Salomé Hénon Cohin
5 septembre 2025

Tobias Bütow : «  La relation bilatérale franco-allemande est unique au monde »

Tobias Bütow, 47 ans, est le secrétaire général allemand de l’Office franco-allemand pour la Jeunesse, l’OFAJ, depuis 2019. Lui qui rappelle son enfance dans la dictature de la RDA, a à cœur de faire vivre le franco-allemand et estime que la société civile joue un rôle crucial.

Que pensez-vous de l’évolution des relations franco-allemandes ces dix dernières années ?

C’est une excellente question, qu’on se pose à l’OFAJ presque chaque jour. Nous sommes profondément convaincus qu’un tandem fort entre la France et l’Allemagne est indispensable pour l’avenir de l’Europe et pour la jeunesse. Depuis 2019 et le traité d’Aix-la-Chapelle, qui, je pense, n’a pas fait suffisamment les titres de l’actualité lors de sa signature, un travail très important a été fait, en répondant aux besoins de la société civile. Par exemple, nous avons créé le Fonds citoyen franco-allemand, dont le budget a doublé en 2022. Un autre point important à rappeler est que nos relations bilatérales sont uniques au monde. Il y a par exemple 2 200 jumelages entre des communes françaises et allemandes. D’autres viennent d’être lancés. Il y a vraiment une diversité riche et des partenariats régionaux entre les Länder et les régions. Enfin, il existe plus de 300 programmes universitaires franco-allemands… des filières souvent choisies par des personnes ayant suivi un programme d’échange de l’OFAJ. Cette année, on vient d’atteindre les dix millions de participants à ces programmes depuis 1963. Alors oui, cette confiance entre les gouvernements et les peuples existe, même si on ne la voit pas toujours dans les émissions de télévision.

Donc si je comprends bien : le franco-allemand vient plutôt de la société civile – ou c’est une entité à la base intrinsèquement politique ?

Les deux ensemble, évidemment. Mais je trouve que la vraie force du franco-allemand, c’est la jeunesse. Les échanges franco-allemands et la compréhension et la coopération de la société civile en France et en Allemagne sont souvent sous-estimés dans les analyses médiatiques ou intellectuelles. Le besoin d’échanges est de loin supérieur aux investissements des pouvoirs publics. Les jeunes et la société civile souhaitent une coopération franco-allemande accrue.

Sur le plan politique, quel espoir suscite chez vous l’arrivée de Friedrich Merz à la chancellerie – après le passage d’Olaf Scholz qui n’a pas fondamentalement changé les choses ?
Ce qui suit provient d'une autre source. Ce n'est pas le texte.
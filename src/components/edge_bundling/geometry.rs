use std::f64::consts::{FRAC_PI_2, PI};
use std::fmt;

const RIGHT_ANGLE_EPSILON: f64 = 1e-9;
const THREE_HALVES_PI: f64 = 3.0 * FRAC_PI_2;

/// Places the `index`-th node on the ellipse with semi-axes `a_length`
/// (horizontal) and `b_length` (vertical) around `center`.
///
/// Returns `(x, y, angle)`. The radius at angle θ is
/// `a·b / sqrt(b² + a²·tan²θ)`; the left half `(π/2, 3π/2)` mirrors both
/// deltas, and the two vertical points are closed-form since `tan` is
/// undefined there.
pub fn ellipse_position(
	index: usize,
	angle_sep: f64,
	a_length: f64,
	b_length: f64,
	center: (f64, f64),
) -> (f64, f64, f64) {
	let angle = index as f64 * angle_sep;
	let (dx, dy) = if (angle - FRAC_PI_2).abs() < RIGHT_ANGLE_EPSILON {
		(0.0, b_length)
	} else if (angle - THREE_HALVES_PI).abs() < RIGHT_ANGLE_EPSILON {
		(0.0, -b_length)
	} else {
		let tan = angle.tan();
		let r = a_length * b_length / (b_length * b_length + a_length * a_length * tan * tan).sqrt();
		let sign = if angle > FRAC_PI_2 && angle < THREE_HALVES_PI {
			-1.0
		} else {
			1.0
		};
		(sign * r, sign * r * tan)
	};
	(center.0 + dx, center.1 + dy, angle)
}

/// Quadratic Bézier from `source` to `target` through one control point.
#[derive(Clone, Copy, Debug, PartialEq)]
pub struct QuadraticCurve {
	pub source: (f64, f64),
	pub cp: (f64, f64),
	pub target: (f64, f64),
}

impl QuadraticCurve {
	/// Evaluates the curve at `t` in `[0, 1]`.
	pub fn point_at(&self, t: f64) -> (f64, f64) {
		let u = 1.0 - t;
		(
			u * u * self.source.0 + 2.0 * u * t * self.cp.0 + t * t * self.target.0,
			u * u * self.source.1 + 2.0 * u * t * self.cp.1 + t * t * self.target.1,
		)
	}
}

/// SVG path data: `M sx sy Q cx cy tx ty`.
impl fmt::Display for QuadraticCurve {
	fn fmt(&self, f: &mut fmt::Formatter<'_>) -> fmt::Result {
		write!(
			f,
			"M {} {} Q {} {} {} {}",
			self.source.0, self.source.1, self.cp.0, self.cp.1, self.target.0, self.target.1
		)
	}
}

pub fn curve_path(source: (f64, f64), target: (f64, f64), cp: (f64, f64)) -> QuadraticCurve {
	QuadraticCurve { source, cp, target }
}

/// CSS rotation for a label placed at `angle` radians.
pub fn rotate_label(angle: f64) -> String {
	format!("transform: rotate({}deg);", angle / PI * 180.0)
}

#[cfg(test)]
mod tests {
	use super::*;

	const EPS: f64 = 1e-9;

	fn close(a: (f64, f64), b: (f64, f64)) -> bool {
		(a.0 - b.0).abs() < EPS && (a.1 - b.1).abs() < EPS
	}

	#[test]
	fn test_cardinal_points() {
		let center = (300.0, 300.0);
		let sep = PI / 2.0;
		let (x, y, angle) = ellipse_position(0, sep, 195.0, 100.0, center);
		assert!(close((x, y), (495.0, 300.0)));
		assert_eq!(angle, 0.0);

		let (x, y, _) = ellipse_position(1, sep, 195.0, 100.0, center);
		assert!(close((x, y), (300.0, 400.0)));

		let (x, y, _) = ellipse_position(2, sep, 195.0, 100.0, center);
		assert!(close((x, y), (105.0, 300.0)), "got ({x}, {y})");

		let (x, y, _) = ellipse_position(3, sep, 195.0, 100.0, center);
		assert!(close((x, y), (300.0, 200.0)));
	}

	#[test]
	fn test_vertical_points_near_right_angle() {
		// 2π/12 * 3 is not bit-exact π/2
		let sep = 2.0 * PI / 12.0;
		let (x, y, _) = ellipse_position(3, sep, 50.0, 20.0, (0.0, 0.0));
		assert!(close((x, y), (0.0, 20.0)), "got ({x}, {y})");
		let (x, y, _) = ellipse_position(9, sep, 50.0, 20.0, (0.0, 0.0));
		assert!(close((x, y), (0.0, -20.0)), "got ({x}, {y})");
	}

	#[test]
	fn test_points_lie_on_ellipse() {
		let (a, b) = (195.0, 120.0);
		let n = 17;
		let sep = 2.0 * PI / n as f64;
		for i in 0..n {
			let (x, y, angle) = ellipse_position(i, sep, a, b, (10.0, -4.0));
			let (dx, dy) = (x - 10.0, y + 4.0);
			let on_curve = dx * dx / (a * a) + dy * dy / (b * b);
			assert!((on_curve - 1.0).abs() < 1e-9, "index {i}: {on_curve}");
			// Same direction as the polar angle
			assert!(dx * angle.cos() >= -EPS && dy * angle.sin() >= -EPS, "index {i}");
		}
	}

	#[test]
	fn test_angles_span_one_revolution_minus_step() {
		let n = 7;
		let sep = 2.0 * PI / n as f64;
		let (_, _, last) = ellipse_position(n - 1, sep, 1.0, 1.0, (0.0, 0.0));
		assert!((last - (2.0 * PI - sep)).abs() < EPS);
	}

	#[test]
	fn test_curve_path_string() {
		let curve = curve_path((1.0, 2.5), (7.0, 8.0), (300.0, 300.0));
		assert_eq!(curve.to_string(), "M 1 2.5 Q 300 300 7 8");
	}

	#[test]
	fn test_curve_bows_toward_control_point() {
		let curve = curve_path((0.0, 0.0), (100.0, 0.0), (50.0, 50.0));
		assert!(close(curve.point_at(0.0), (0.0, 0.0)));
		assert!(close(curve.point_at(1.0), (100.0, 0.0)));
		assert!(close(curve.point_at(0.5), (50.0, 25.0)));
	}

	#[test]
	fn test_rotate_label() {
		assert_eq!(rotate_label(PI), "transform: rotate(180deg);");
		assert_eq!(rotate_label(0.0), "transform: rotate(0deg);");
	}
}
Je pense que l’arrivée d’un nouveau chancelier ou président de la République marque toujours un tournant. Plus que jamais, nous avons besoin de renforcer la coopération franco-allemande. Et les deux gouvernements poursuivent cet objectif commun. D’ailleurs, à l’OFAJ, nous avons été intégrés aux discussions autour du contrat de coalition allemand, et on nous a assuré qu’il y aurait une hausse du budget pour la jeunesse. Nous sommes donc très satisfaits du début de mandat.

Pourtant, en ce moment, il y a pas mal de sujets qui fâchent entre les deux pays, notamment le retour des contrôles aux frontières. Comment le voyez-vous, notamment pour les frontaliers ?

À l’OFAJ, on soutient bien évidemment la mobilité entre nos deux pays, et notre mission principale, c’est de dépasser les frontières. Et la question du retour des contrôles entre l’Allemagne et ses voisins, notamment la France, était déjà un sujet délicat pour nos partenaires, pour les écoles et les associations de jeunesse au moment de la crise du Covid. Dans la région transfrontalière, il y a toujours un souvenir difficile de la fermeture partielle des frontières pendant la pandémie. Je me souviens de ce sentiment de liberté – et pour les Allemands de l’Est, c’était presque un déjà-vu – lorsque nous avons pu de nouveau entrer en France en 2020, après le premier confinement. Dans le contexte actuel, la question migratoire est complexe. Car dans les deux pays, on cherche des solutions, alors qu’on a une extrême droite qui monte – et qui, d’ailleurs, ne partage pas les valeurs principales du franco-allemand. Mais en même temps, il y a aussi un certain besoin d’adresser le sujet. Car chaque jour, des milliers de personnes vont travailler en Allemagne ou emmènent leurs enfants à l’école en France. Ils font leurs courses, s’occupent de leurs proches. Donc je comprends très bien que le rétablissement des contrôles, même si c’est temporaire, soit ressenti comme un véritable retour en arrière.